Das hochdeutsche  „Wurstbrot“ tritt also gegen das bairische „Wurschtbrot“ an. Der Unterschied ist minimal. Doch der Konfliktstoff groß. „Sonst haben wir höchstens 3000 Zugriffe auf unsere Facebook-Geschichten – hier sind es  schon 30.000“, sagt Obermeier. Die Begründung der Erzieherin soll  gelautet haben, man müsse richtig sprechen und es müsse schließlich jeder verstehen.  Solche Fälle erlebt der begeisterte Dialekt-Pfleger Obermeier nicht selten. Er erinnert sich an einem Fall im Altmühltal, der bereits einige Jahre zurückliegt, wie er sagt. „Damals wurde ein Mädchen von einer Kindergartenleiterin  akustisch nicht richtig verstanden, da  das Kind anstatt ,was’ bairisch ,woas’ gesagt  hat“, erzählt Obermeier. Das sei für die Leiterin  so schlimm gewesen, dass sich das Kind vor der ganzen Gruppe „ins Eckerl“ stellen musste. Wo das Ganze  im Altmühltal genau passiert ist, darf Obermeier nicht verraten. Als er damals die Medien einschalten wollte, habe der Vater der Kleinen einen Rückzieher gemacht.

Aber wieder zurück  zum aktuellen Fall ins Oberpfälzische Schwandorf: Laut Sepp Obermeier war  seinem Verein  per Facebook eine Nachricht zugeschickt worden, worin ein Mitteiler, der anonym bleiben will, dem Verein über den vermeintlichen Vorfall in dem Kindergarten berichtete. Demnach habe eine Mutter dem Facebook-Mitteiler berichtet, dass ihrem Kind in dem betroffenen Kindergarten verboten worden sei, von dem Pausenbrot im Dialekt zu sprechen. Als der Verein direkt mit der Mutter Kontakt aufnehmen wollte, habe es auf Nachfrage geheißen, dass die Mutter nicht in die Medien wolle. Die Mutter des Kindes habe den  Fall dem Informanten aber bestätigt. 

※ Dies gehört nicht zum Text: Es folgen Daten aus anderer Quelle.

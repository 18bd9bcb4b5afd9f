//! Plain-text formatting for money and timestamps.

use chrono::{DateTime, Utc};

/// Formats whole rupiah with dot thousands separators.
///
/// # Examples
///
/// ```
/// use litshop::format::format_rupiah;
///
/// assert_eq!(format_rupiah(250_000), "Rp250.000");
/// assert_eq!(format_rupiah(0), "Rp0");
/// ```
#[must_use]
pub fn format_rupiah(amount: u64) -> String {
    let digits = amount.to_string();
    let groups: Vec<_> = digits
        .as_bytes()
        .rchunks(3)
        .rev()
        .map(String::from_utf8_lossy)
        .collect();
    format!("Rp{}", groups.join("."))
}

/// Formats an optional timestamp as `YYYY-MM-DD HH:MM` (UTC), or `-`.
#[must_use]
pub fn format_timestamp(timestamp: Option<&DateTime<Utc>>) -> String {
    timestamp.map_or_else(
        || "-".to_owned(),
        |stamp| stamp.format("%Y-%m-%d %H:%M").to_string(),
    )
}
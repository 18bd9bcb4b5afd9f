//! Builders for book, genre and transaction fixtures.
//!
//! # Examples
//!
//! ```
//! use litshop::api::models::test_support::numbered_books;
//!
//! let books = numbered_books(15);
//! assert_eq!(books.len(), 15);
//! assert_eq!(books.first().map(|book| book.title.as_str()), Some("Book 01"));
//! ```

use super::{
    Book, BookCondition, BookId, Genre, GenreId, OrderItem, Transaction, TransactionId, User,
    UserId,
};

/// Genre used by default in fixtures.
#[must_use]
pub fn technology() -> Genre {
    genre("g-tech", "Technology")
}

/// Builds a genre.
#[must_use]
pub fn genre(id: &str, name: &str) -> Genre {
    Genre {
        id: GenreId::new(id),
        name: name.to_owned(),
    }
}

/// Builds a book with the given id, title and writer in the technology genre.
#[must_use]
pub fn book(id: &str, title: &str, writer: &str) -> Book {
    Book {
        id: BookId::new(id),
        title: title.to_owned(),
        writer: writer.to_owned(),
        publisher: None,
        price: 100_000,
        stock: 10,
        genre: Some(technology()),
        isbn: None,
        description: None,
        publication_year: None,
        publish_date: None,
        condition: Some(BookCondition::New),
    }
}

/// Builds `count` books titled `Book 01`, `Book 02`, ... with ids `1..=count`.
#[must_use]
pub fn numbered_books(count: u32) -> Vec<Book> {
    (1..=count)
        .map(|index| {
            book(
                &index.to_string(),
                &format!("Book {index:02}"),
                &format!("Writer {index:02}"),
            )
        })
        .collect()
}

/// Builds a transaction with a single line.
#[must_use]
pub fn transaction(id: &str, quantity: u32, unit_price: u64) -> Transaction {
    let item = OrderItem {
        book_id: Some(BookId::new("1")),
        title: Some("Book 01".to_owned()),
        quantity,
        unit_price,
    };
    Transaction {
        id: TransactionId::new(id),
        created_at: None,
        buyer: Some(User {
            id: Some(UserId::new("u-1")),
            username: Some("reader".to_owned()),
            email: None,
        }),
        total_amount: item.line_total(),
        items: vec![item],
    }
}
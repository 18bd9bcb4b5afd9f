//! Error types exposed by the bookstore client.

use thiserror::Error;

/// Errors surfaced while validating input or talking to the bookstore API.
#[derive(Debug, Clone, Error, PartialEq, Eq)]
pub enum ClientError {
    /// The request needs a bearer token but none is stored or configured.
    #[error("not signed in: log in first")]
    MissingToken,

    /// The API rejected the bearer token or the credentials.
    #[error("authentication failed: {message}")]
    Authentication {
        /// Message returned with the 401/403 response.
        message: String,
    },

    /// A form field failed client-side validation.
    #[error("{field}: {message}")]
    Validation {
        /// Name of the offending field.
        field: String,
        /// Human-readable description of the problem.
        message: String,
    },

    /// The requested resource does not exist.
    #[error("{resource} not found")]
    NotFound {
        /// Description of the missing resource.
        resource: String,
    },

    /// The API reported a business error.
    #[error("bookstore API error: {message}")]
    Api {
        /// Message from the response body, or a description of the failure.
        message: String,
    },

    /// Networking failed while calling the API.
    #[error("network error talking to the bookstore API: {message}")]
    Network {
        /// Transport-level error detail.
        message: String,
    },

    /// The navigable location could not be parsed.
    #[error("invalid route: {0}")]
    InvalidRoute(String),

    /// Configuration could not be loaded.
    #[error("configuration error: {message}")]
    Configuration {
        /// Details about the configuration failure.
        message: String,
    },

    /// Local I/O operation failed.
    #[error("I/O error: {message}")]
    Io {
        /// Error detail from the underlying I/O operation.
        message: String,
    },
}

impl ClientError {
    /// Builds a [`ClientError::Validation`] for the given field.
    #[must_use]
    pub fn validation(field: &str, message: &str) -> Self {
        Self::Validation {
            field: field.to_owned(),
            message: message.to_owned(),
        }
    }

    /// Returns true when the error means the session is missing or expired
    /// and the user must log in again.
    #[must_use]
    pub const fn requires_login(&self) -> bool {
        matches!(self, Self::MissingToken | Self::Authentication { .. })
    }
}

Der beschuldigte Kindergarten sei bekannt, man habe aber keinen Kontakt aufgenommen, denn „das kennen wir ja, dort wird immer alles geleugnet“, winkt Obermeier ab. Und in der Tat dementiert der  Kindergarten  die  ganze „Wurschtbrot-Affäre“ auf Anfrage und geht  eigens in die Offensive: Im Gegenteil sei Mundart  sehr  willkommen, teilt die Leiterin mit. Ganz sicher würden in ihrem Kindergarten keine Sanktionen oder Verbote erteilt, wenn ein Kind Dialekt spreche. Es werde sogar bewusst versucht, den Dialekt zu erhalten.  Grundsätzlich sei Mundart aber gar kein Thema mehr bei ihnen, da nur  vier der 71 Kinder im Kindergarten   daheim noch   Dialekt sprechen. 80 Prozent der Kinder hätten einen Migrationshintergrund und lernten in einen Vorkurs Deutsch.

Obermeier ist dennoch wichtig, auf entsprechende Vorfälle hinzuweisen. Kinder dürften nicht an den „Dialekt-Pranger“, das verletze die Seele. Durch solche „Schlüsselerlebnisse“ sei das Kind dann auf Jahre hinaus geprägt, so Obermeier.